*Problem requirements*. If a line in the listing below includes the word "display", pick it out.

BEGIN Data to use

//! # Configuration Loading
//!
//! Layers, later ones winning:
//!
//! 1. [`ConsoleConfig::default`]
//! 2. the TOML file given by `--config`
//! 3. `QC_CONSOLE_LISTEN`, `QC_CONSOLE_API_KEY`, `QC_LOG_LEVEL`
//! 4. command line flags

use crate::cli::Args;
use anyhow::{Context, Result};
use qc_18_debug_console::ConsoleConfig;
use std::net::SocketAddr;
use std::path::Path;

pub const ENV_LISTEN: &str = "QC_CONSOLE_LISTEN";
pub const ENV_API_KEY: &str = "QC_CONSOLE_API_KEY";
pub const ENV_LOG_LEVEL: &str = "QC_LOG_LEVEL";

/// Builds the validated configuration from all layers.
pub fn load_config(args: &Args) -> Result<ConsoleConfig> {
    let mut config = match &args.config {
        Some(path) => read_config_file(path)?,
        None => ConsoleConfig::default(),
    };
    apply_env_overrides(&mut config, |name| std::env::var(name).ok())?;
    apply_args(&mut config, args);
    config.validate().context("Invalid configuration")?;
    Ok(config)
}

pub fn read_config_file(path: &Path) -> Result<ConsoleConfig> {
    let text = std::fs::read_to_string(path)
        .with_context(|| format!("Failed to read config file {}", path.display()))?;
    toml::from_str(&text).with_context(|| format!("Failed to parse config file {}", path.display()))
}

/// Applies the `QC_*` variables returned by `lookup`.
pub fn apply_env_overrides<F>(config: &mut ConsoleConfig, lookup: F) -> Result<()>
where
    F: Fn(&str) -> Option<String>,
{
    if let Some(listen) = lookup(ENV_LISTEN) {
        config.socket.listen = listen
            .parse::<SocketAddr>()
            .with_context(|| format!("{ENV_LISTEN} is not a socket address: {listen}"))?;
        config.socket.enabled = true;
    }
    if let Some(key) = lookup(ENV_API_KEY) {
        config.socket.api_key = Some(key);
    }
    if let Some(level) = lookup(ENV_LOG_LEVEL) {
        config.log_level = level;
    }
    Ok(())
}

pub fn apply_args(config: &mut ConsoleConfig, args: &Args) {
    if let Some(addr) = args.webapi {
        config.socket.listen = addr;
        config.socket.enabled = true;
    }
    if let Some(key) = &args.apikey {
        config.socket.api_key = Some(key.clone());
    }
}
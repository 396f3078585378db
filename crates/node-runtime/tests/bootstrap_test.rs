//! Bootstrap from flags and a config file.

use clap::Parser;
use node_runtime::{load_config, Args};
use std::io::Write;
use std::time::Duration;

fn qc_env_unset() -> bool {
    ["QC_CONSOLE_LISTEN", "QC_CONSOLE_API_KEY", "QC_LOG_LEVEL"]
        .iter()
        .all(|name| std::env::var_os(name).is_none())
}

#[test]
fn test_flags_override_config_file() {
    if !qc_env_unset() {
        return;
    }
    let mut file = tempfile::NamedTempFile::new().unwrap();
    writeln!(
        file,
        "error_output = \"command-line\"\n\n[session]\npoll_interval = \"250ms\"\n\n[socket]\napi_key = \"file-key\""
    )
    .unwrap();
    let path = file.path().to_str().unwrap().to_string();

    let args = Args::try_parse_from([
        "node-runtime",
        "--config",
        &path,
        "--webapi",
        "127.0.0.1:9911",
        "--apikey",
        "flag-key",
    ])
    .unwrap();
    let config = load_config(&args).unwrap();

    assert_eq!(config.session.poll_interval, Duration::from_millis(250));
    assert!(config.socket.enabled);
    assert_eq!(config.socket.listen.port(), 9911);
    assert_eq!(config.socket.api_key.as_deref(), Some("flag-key"));
}

#[test]
fn test_invalid_config_rejected() {
    if !qc_env_unset() {
        return;
    }
    let mut file = tempfile::NamedTempFile::new().unwrap();
    writeln!(file, "[transfer]\nchunk_size = 0").unwrap();
    let path = file.path().to_str().unwrap().to_string();

    let args = Args::try_parse_from(["node-runtime", "--config", &path]).unwrap();
    assert!(load_config(&args).is_err());
}

#[test]
fn test_defaults_without_flags() {
    if !qc_env_unset() {
        return;
    }
    let args = Args::try_parse_from(["node-runtime"]).unwrap();
    let config = load_config(&args).unwrap();
    assert!(!config.socket.enabled);
    assert_eq!(config.log_level, "info");
}
impl CommandInterpreter {
    pub fn new(
        backend: Arc<dyn NetworkBackend>,
        registry: Arc<KeyRegistry>,
        config: ConsoleConfig,
        error_output: Arc<ErrorOutputSwitch>,
        shutdown: watch::Sender<bool>,
    ) -> Self {
        let verifier = Arc::new(TransferVerifier::new(
            Arc::clone(&backend),
            config.transfer.clone(),
        ));
        Self {
            backend,
            registry,
            config,
            error_output,
            verifier,
            shutdown,
        }
    }

    pub fn registry(&self) -> &Arc<KeyRegistry> {
        &self.registry
    }

    /// Executes one input line.
    ///
    /// `Err` means the session must stop: its input ended or it was
    /// cancelled while a command waited for a follow-up line, or the
    /// operator asked to exit.
    pub async fn execute(&self, line: &str, session: &mut Session) -> CommandResult {
        let Some(parsed) = parse_command(line) else {
            session.output().line("Unknown command.");
            return Ok(());
        };
        debug!(session_id = %session.id(), command = ?parsed.command, "Executing command");
        let argument = parsed.argument;

        match parsed.command {
            Command::Help => {
                session.output().write(HELP_TEXT);
                Ok(())
            }
            Command::NetList => {
                session.output().write(network_list(&self.backend.networks()));
                Ok(())
            }
            Command::Status => {
                self.status(session);
                Ok(())
            }
            Command::Chat => self.chat(session).await,
            Command::PeerList => {
                let mut peers = self.backend.list_peers();
                sort_peers(&mut peers);
                session.output().write(peer_list(&peers));
                Ok(())
            }
            Command::KeyCreate => {
                print_key_pair(session, &KeyPair::generate());
                Ok(())
            }
            Command::KeySelf => {
                print_key_pair(session, &self.backend.key_pair());
                Ok(())
            }
            Command::Connect => self.connect(session, argument).await,
            Command::WatchSearches => {
                let enabled = session.toggle_watch(MonitorKey::all_searches());
                session.output().line(format!(
                    "Watching of all outgoing DHT searches {}.",
                    enabled_label(enabled)
                ));
                Ok(())
            }
            Command::WatchIncoming => {
                let enabled = session.toggle_watch(MonitorKey::all_incoming_requests());
                session.output().line(format!(
                    "Watching of all incoming information requests {}.",
                    enabled_label(enabled)
                ));
                Ok(())
            }
            Command::Watch => self.watch(session, argument).await,
            Command::BucketRefresh => self.bucket_refresh(session, argument).await,
            Command::ProbeTransfer => self.probe_transfer(session).await,
            Command::GetBlock => self.get_block(session).await,
            Command::Hash => {
                let text = follow_up(session, None, None).await?;
                session
                    .output()
                    .line(format!("blake3 hash: {}", Hash256::digest(text.as_bytes())));
                Ok(())
            }
            Command::WarehouseGet => self.warehouse_get(session, argument).await,
            Command::WarehouseStore => {
                let text = follow_up(session, None, None).await?;
                match self.backend.store_data_local(text.as_bytes()) {
                    Ok(hash) => session.output().line(format!("Stored via hash: {hash}")),
                    Err(e) => session.output().line(format!("Error storing data: {e}")),
                }
                Ok(())
            }
            Command::DhtGet => self.dht_get(session, argument).await,
            Command::DhtStore => {
                let text = follow_up(session, None, None).await?;
                match self.backend.store_data_dht(text.as_bytes()).await {
                    Ok(hash) => session.output().line(format!("Stored via hash: {hash}")),
                    Err(e) => session.output().line(format!("Error storing data: {e}")),
                }
                Ok(())
            }
            Command::LogError => self.log_error(session, argument).await,
            Command::SearchFile => {
                let text = follow_up(session, None, None).await?;
                session
                    .output()
                    .write(search_results(&self.backend.search_index(&text)));
                Ok(())
            }
            Command::TransferList => {
                session.output().write(transfer_list(&self.backend.transfers()));
                Ok(())
            }
            Command::Exit => {
                info!(session_id = %session.id(), "Graceful exit via console command");
                session.output().line("Shutting down.");
                self.shutdown.send_replace(true);
                Err(SessionEnd::Exit)
            }
        }
    }

    fn status(&self, session: &Session) {
        let mut peers = self.backend.list_peers();
        sort_peers(&mut peers);
        session.output().write(status(
            &self.backend.key_pair(),
            &self.backend.user_agent(),
            self.backend.features(),
            &self.backend.networks(),
            &peers,
        ));
    }

    async fn chat(&self, session: &mut Session) -> CommandResult {
        let text = follow_up(session, None, None).await?;
        self.backend.send_chat_all(&text).await;
        Ok(())
    }

    async fn connect(&self, session: &mut Session, argument: Option<String>) -> CommandResult {
        let prompt =
            "Please specify the target peer to connect to via DHT lookup, either by peer ID or node ID:";
        let text = follow_up(session, argument, Some(prompt)).await?;

        let target = match parse_target(&text, &self.backend.self_node_id()) {
            Ok(target) => target,
            Err(ConnectError::SelfTarget) => {
                session.output().line("Target node is self.");
                return Ok(());
            }
            Err(_) => {
                session.output().line(INVALID_TARGET);
                return Ok(());
            }
        };

        if let Err(e) = debug_connect(
            self.backend.as_ref(),
            &self.registry,
            session.output(),
            target.node_id(),
            self.config.lookup.timeout,
            session.cancel_token(),
        )
        .await
        {
            debug!(
                session_id = %session.id(),
                node_id = %target.node_id(),
                error = %e,
                "Connect ended without a peer"
            );
        }
        Ok(())
    }

    async fn watch(&self, session: &mut Session, argument: Option<String>) -> CommandResult {
        let prompt = "Enter hash of data or node ID to watch. This monitors info requests and packets. Enter same hash again to remove from list.";
        let text = follow_up(session, argument, Some(prompt)).await?;

        let Ok(hash) = Hash256::from_hex(&text) else {
            session.output().line(INVALID_HASH);
            return Ok(());
        };
        if session.toggle_watch(MonitorKey::from(hash)) {
            session.output().line("The hash was added to the monitoring list.");
        } else {
            session.output().line("The hash was removed from the monitoring list.");
        }
        Ok(())
    }

    async fn bucket_refresh(&self, session: &mut Session, argument: Option<String>) -> CommandResult {
        let prompt = format!(
            "Disable (1) or enable (0) bucket refresh. This can be useful to disable bucket refresh when debugging outgoing DHT searches. (current setting: {})",
            self.backend.bucket_refresh_disabled()
        );
        let text = follow_up(session, argument, Some(prompt.as_str())).await?;
        match text.parse::<u8>() {
            Ok(option @ 0..=1) => self.backend.set_bucket_refresh_disabled(option == 1),
            _ => session.output().line(INVALID_OPTION),
        }
        Ok(())
    }

    /// Reads and resolves the peer named in the next follow-up line.
    ///
    /// `Ok(None)` means the failure was already reported to the operator.
    async fn read_peer(
        &self,
        session: &mut Session,
        prompt: &str,
    ) -> Result<Option<PeerTarget>, SessionEnd> {
        let text = follow_up(session, None, Some(prompt)).await?;
        match parse_target(&text, &self.backend.self_node_id()) {
            Ok(target) => Ok(Some(target)),
            Err(ConnectError::SelfTarget) => {
                session.output().line("Target node is self.");
                Ok(None)
            }
            Err(_) => {
                session.output().line("Invalid peer ID or node ID.");
                Ok(None)
            }
        }
    }

    async fn probe_transfer(&self, session: &mut Session) -> CommandResult {
        let target = self
            .read_peer(session, "Enter peer ID or node ID to connect:")
            .await?;
        let hash_text = follow_up(session, None, Some("Enter file hash:")).await?;
        let Some(target) = target else {
            return Ok(());
        };
        let Ok(hash) = Hash256::from_hex(&hash_text) else {
            session.output().line("Invalid file hash.");
            return Ok(());
        };

        let resolved = resolve_peer(
            self.backend.as_ref(),
            target,
            self.config.lookup.timeout,
            session.cancel_token(),
        )
        .await;
        let peer = match resolved {
            Ok(peer) => peer,
            Err(e) => {
                session.output().line(format!("Could not connect to peer: {e}"));
                return Ok(());
            }
        };

        let verifier = Arc::clone(&self.verifier);
        let output = session.output().clone();
        session.spawn(move |cancel| async move {
            verifier.run(&peer, hash, &output, &cancel).await;
        });
        Ok(())
    }

    async fn get_block(&self, session: &mut Session) -> CommandResult {
        let target = self.read_peer(session, "Enter peer ID or node ID:").await?;
        let number_text = follow_up(session, None, Some("Enter block number:")).await?;
        let Some(target) = target else {
            return Ok(());
        };
        let Ok(number) = number_text.parse::<u64>() else {
            session.output().line("Invalid block number.");
            return Ok(());
        };

        let resolved = resolve_peer(
            self.backend.as_ref(),
            target,
            self.config.lookup.timeout,
            session.cancel_token(),
        )
        .await;
        let peer = match resolved {
            Ok(peer) => peer,
            Err(e) => {
                session.output().line(format!("Could not connect to peer: {e}"));
                return Ok(());
            }
        };

        let backend = Arc::clone(&self.backend);
        let max_block_size = self.config.transfer.max_block_size;
        let output = session.output().clone();
        session.spawn(move |cancel| async move {
            print_block(backend.as_ref(), &peer, number, max_block_size, &output, &cancel).await;
        });
        Ok(())
    }

    async fn warehouse_get(&self, session: &mut Session, argument: Option<String>) -> CommandResult {
        let text = follow_up(session, argument, None).await?;
        let Ok(hash) = Hash256::from_hex(&text) else {
            session.output().line(INVALID_HASH);
            return Ok(());
        };
        match self.backend.get_data_local(&hash) {
            Some(data) => session.output().write(format_data(&data)),
            None => session.output().line("Not found."),
        }
        Ok(())
    }

    async fn dht_get(&self, session: &mut Session, argument: Option<String>) -> CommandResult {
        let text = follow_up(session, argument, None).await?;
        let Ok(hash) = Hash256::from_hex(&text) else {
            session.output().line(INVALID_HASH);
            return Ok(());
        };

        let lookup = self.backend.get_data_dht(&hash);
        let result = tokio::select! {
            biased;
            _ = session.cancel_token().cancelled() => return Err(SessionEnd::Cancelled),
            result = lookup => result,
        };
        match result {
            Ok(Some((data, sender))) => {
                session
                    .output()
                    .write(format!("\nSender:      {sender}\n{}", format_data(&data)));
            }
            Ok(None) => session.output().line("Not found."),
            Err(e) => session.output().line(format!("Not found: {e}")),
        }
        Ok(())
    }

    async fn log_error(&self, session: &mut Session, argument: Option<String>) -> CommandResult {
        let prompt = "Please choose the target output of error messages:\n0 = Log file (default)\n1 = Command line\n2 = Log file + command line\n3 = None";
        let text = follow_up(session, argument, Some(prompt)).await?;
        match text.parse::<i64>().ok().and_then(ErrorOutput::from_index) {
            Some(target) => self.error_output.set(target),
            None => session.output().line(INVALID_OPTION),
        }
        Ok(())
    }
}
//! QC-18 Debug Console - Operator diagnostics for a peer-to-peer node.
//!
//! The console runs line-based command sessions against a live network
//! backend. It traces protocol activity for selected keys, resolves and
//! inspects peers, and verifies file transfers end to end against the
//! local warehouse.
//!
//! # Architecture
//!
//! ```text
//! ┌──────────────────────────────────────────────────────────────────┐
//! │                     DEBUG CONSOLE (qc-18)                        │
//! ├──────────────────────────────────────────────────────────────────┤
//! │   ┌────────────┐      ┌──────────────────┐                       │
//! │   │  Terminal  │      │ /console socket  │   adapters            │
//! │   └─────┬──────┘      └────────┬─────────┘                       │
//! │         │   SessionRunner (one per session)                      │
//! │   ┌─────┴──────────────────────┴─────────┐                       │
//! │   │          CommandInterpreter          │   service             │
//! │   │  connect · verify · block · render   │                       │
//! │   └─────┬──────────────────────▲─────────┘                       │
//! │         │ NetworkBackend       │ EventHooks -> EventFilters      │
//! │         │                      │       │                         │
//! │         │                      │  KeyRegistry -> OutputSink      │
//! └─────────┼──────────────────────┼─────────────────────────────────┘
//!           ▼                      │
//!        Network backend (DHT, transfers, warehouse)
//! ```
//!
//! # Usage
//!
//! ```ignore
//! use qc_18_debug_console::{ConsoleConfig, DebugConsole, OutputSink};
//!
//! let console = DebugConsole::new(backend, ConsoleConfig::default(), OutputSink::stdout());
//! let end = TerminalConsole::new(&console).run().await;
//! ```

#![warn(clippy::all)]
#![deny(unsafe_code)]

pub mod adapters;
pub mod domain;
pub mod ports;
pub mod service;

pub use adapters::{ConsoleServer, InMemoryBackend, TerminalConsole};
pub use domain::{
    BackendError, ConfigError, ConnectError, ConsoleConfig, ErrorOutput, Hash256, KeyPair,
    KeyRegistry, MonitorKey, NodeId, OutputSink, PublicKey, ServerError,
};
pub use ports::{EventHooks, NetworkBackend, TransferStream};
pub use service::{DebugConsole, Session, SessionEnd, SessionKind};

/// Name shown in the session banner and the backend user agent.
pub const APP_NAME: &str = "Quantum-Chain Debug Console";

/// Crate version.
pub const VERSION: &str = env!("CARGO_PKG_VERSION");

END Data to use

*Response to the task*.
        .with_context(|| format!("Failed to read config file {}", path.display()))?;
    toml::from_str(&text).with_context(|| format!("Failed to parse config file {}", path.display()))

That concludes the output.